**DIRECTIONS:**
Please write out every line of the material exactly.
== EXTRACTED ENTRIES ==
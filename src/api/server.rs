use crate::api::routes;
use crate::cache::DynRecordCache;
use crate::config::SharedConfig;
use crate::report_store::DynReportStore;
use std::future::Future;

#[derive(Clone)]
pub(super) struct AppState {
    pub config: SharedConfig,
    pub report_store: DynReportStore,
    pub record_cache: DynRecordCache,
}

pub fn new(
    config: SharedConfig,
    report_store: DynReportStore,
    record_cache: DynRecordCache,
) -> impl Future<Output = hyper::Result<()>> {
    let bind_addr = config.api_bind_addr;
    axum::Server::bind(&bind_addr).serve(
        routes::new(AppState {
            config,
            report_store,
            record_cache,
        })
        .into_make_service(),
    )
}
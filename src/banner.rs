pub const ROOTS: &str = r"
      _.-'''-._
    .'  o   o  '.
    |  rootstat |
     '._______.'
    __/|     |\__
   /  \|     |/  \
  |    |     |    |
   \___/\___/\___/
";
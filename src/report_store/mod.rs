//! Raw report retrieval.
//!
//! One RSSAC002 report is one YAML document published by one operator for
//! one metric on one day. The store hands back the raw text; parsing and
//! normalization happen in [`metrics`][crate::metrics].
//!
//! Two implementations are provided, [`file::FileReportStore`] and
//! [`memory::InMemoryReportStore`]. The former reads a local mirror of the
//! RSSAC002 data tree; the latter exists for tests.

use crate::error::Error;
use crate::metrics::MetricType;
use crate::rsi::Rsi;
use std::sync::Arc;
use time::Date;

pub mod file;
pub mod memory;

#[allow(clippy::module_name_repetitions)]
pub use file::FileReportStore;
#[allow(clippy::module_name_repetitions)]
pub use memory::InMemoryReportStore;

/// `DynReportStore` is a type alias for a [`ReportStore`] shared across the
/// API handlers through an [`Arc`]. Retrieval is read-only, so no lock is
/// needed.
#[allow(clippy::module_name_repetitions)]
pub type DynReportStore = Arc<dyn ReportStore + Send + Sync>;

/// An async trait describing retrieval of raw RSSAC002 report documents,
/// keyed by operator, metric, and day.
#[async_trait::async_trait]
pub trait ReportStore {
    /// Fetch the raw YAML report text for the given operator, metric, and
    /// day. `Ok(None)` means no report was published for that combination.
    async fn raw_report(
        &self,
        rsi: Rsi,
        metric: MetricType,
        date: Date,
    ) -> Result<Option<String>, Error>;
}
use crate::cache::RecordCache;
use crate::error::Error;
use crate::metrics::MetricRecord;
use serde::{Deserialize, Serialize};
use std::collections::HashMap;

/// An in-memory record cache, not durable across restarts.
#[derive(Default, Debug, Clone, Serialize, Deserialize)]
pub struct InMemoryRecordCache {
    records: HashMap<String, MetricRecord>,
}

#[async_trait::async_trait]
impl RecordCache for InMemoryRecordCache {
    async fn put(&mut self, key: String, record: MetricRecord) -> Result<(), Error> {
        self.records.insert(key, record);
        Ok(())
    }

    async fn get(&self, key: &str) -> Option<MetricRecord> {
        self.records.get(key).cloned()
    }
}

#[cfg(test)]
mod tests {
    use super::*;
    use crate::metrics::{MetricType, ZoneSizeRecord};
    use crate::rsi::Rsi;
    use serde_json::Value;
    use time::macros::date;

    #[tokio::test]
    async fn put_then_get_round_trips() {
        let mut cache = InMemoryRecordCache::default();
        let key = crate::cache::cache_key(Rsi::A, MetricType::ZoneSize, date!(2020 - 01 - 15));
        let record = MetricRecord::ZoneSize(ZoneSizeRecord {
            size: [("root".to_string(), Value::from(2_140_157))]
                .into_iter()
                .collect(),
        });
        cache.put(key.clone(), record.clone()).await.unwrap();
        assert_eq!(cache.get(&key).await, Some(record));
        assert_eq!(cache.get("b/zone-size/2020-01-15").await, None);
    }
}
===
**SOLUTION TO THIS EXERCISE:**
filename src/api/server.rs
use crate::api::routes;
use crate::cache::DynRecordCache;
use crate::config::SharedConfig;
use crate::report_store::DynReportStore;
use std::future::Future;

#[derive(Clone)]
pub(super) struct AppState {
    pub config: SharedConfig,
    pub report_store: DynReportStore,
    pub record_cache: DynRecordCache,
}

pub fn new(
    config: SharedConfig,
    report_store: DynReportStore,
    record_cache: DynRecordCache,
) -> impl Future<Output = hyper::Result<()>> {
    let bind_addr = config.api_bind_addr;
    axum::Server::bind(&bind_addr).serve(
        routes::new(AppState {
            config,
            report_store,
            record_cache,
        })
        .into_make_service(),
    )
}
filename src/banner.rs
pub const ROOTS: &str = r"
      _.-'''-._
    .'  o   o  '.
    |  rootstat |
     '._______.'
    __/|     |\__
   /  \|     |/  \
  |    |     |    |
   \___/\___/\___/
";
filename src/report_store/mod.rs
//! Raw report retrieval.
//!
//! One RSSAC002 report is one YAML document published by one operator for
//! one metric on one day. The store hands back the raw text; parsing and
//! normalization happen in [`metrics`][crate::metrics].
//!
//! Two implementations are provided, [`file::FileReportStore`] and
//! [`memory::InMemoryReportStore`]. The former reads a local mirror of the
//! RSSAC002 data tree; the latter exists for tests.

use crate::error::Error;
use crate::metrics::MetricType;
use crate::rsi::Rsi;
use std::sync::Arc;
use time::Date;

pub mod file;
pub mod memory;

#[allow(clippy::module_name_repetitions)]
pub use file::FileReportStore;
#[allow(clippy::module_name_repetitions)]
pub use memory::InMemoryReportStore;

/// `DynReportStore` is a type alias for a [`ReportStore`] shared across the
/// API handlers through an [`Arc`]. Retrieval is read-only, so no lock is
/// needed.
#[allow(clippy::module_name_repetitions)]
pub type DynReportStore = Arc<dyn ReportStore + Send + Sync>;

/// An async trait describing retrieval of raw RSSAC002 report documents,
/// keyed by operator, metric, and day.
#[async_trait::async_trait]
pub trait ReportStore {
    /// Fetch the raw YAML report text for the given operator, metric, and
    /// day. `Ok(None)` means no report was published for that combination.
    async fn raw_report(
        &self,
        rsi: Rsi,
        metric: MetricType,
        date: Date,
    ) -> Result<Option<String>, Error>;
}
use crate::cache::RecordCache;
use crate::error::Error;
use crate::metrics::MetricRecord;
use serde::{Deserialize, Serialize};
use std::collections::HashMap;

/// An in-memory record cache, not durable across restarts.
#[derive(Default, Debug, Clone, Serialize, Deserialize)]
pub struct InMemoryRecordCache {
    records: HashMap<String, MetricRecord>,
}

#[async_trait::async_trait]
impl RecordCache for InMemoryRecordCache {
    async fn put(&mut self, key: String, record: MetricRecord) -> Result<(), Error> {
        self.records.insert(key, record);
        Ok(())
    }

    async fn get(&self, key: &str) -> Option<MetricRecord> {
        self.records.get(key).cloned()
    }
}

#[cfg(test)]
mod tests {
    use super::*;
    use crate::metrics::{MetricType, ZoneSizeRecord};
    use crate::rsi::Rsi;
    use serde_json::Value;
    use time::macros::date;

    #[tokio::test]
    async fn put_then_get_round_trips() {
        let mut cache = InMemoryRecordCache::default();
        let key = crate::cache::cache_key(Rsi::A, MetricType::ZoneSize, date!(2020 - 01 - 15));
        let record = MetricRecord::ZoneSize(ZoneSizeRecord {
            size: [("root".to_string(), Value::from(2_140_157))]
                .into_iter()
                .collect(),
        });
        cache.put(key.clone(), record.clone()).await.unwrap();
        assert_eq!(cache.get(&key).await, Some(record));
        assert_eq!(cache.get("b/zone-size/2020-01-15").await, None);
    }
}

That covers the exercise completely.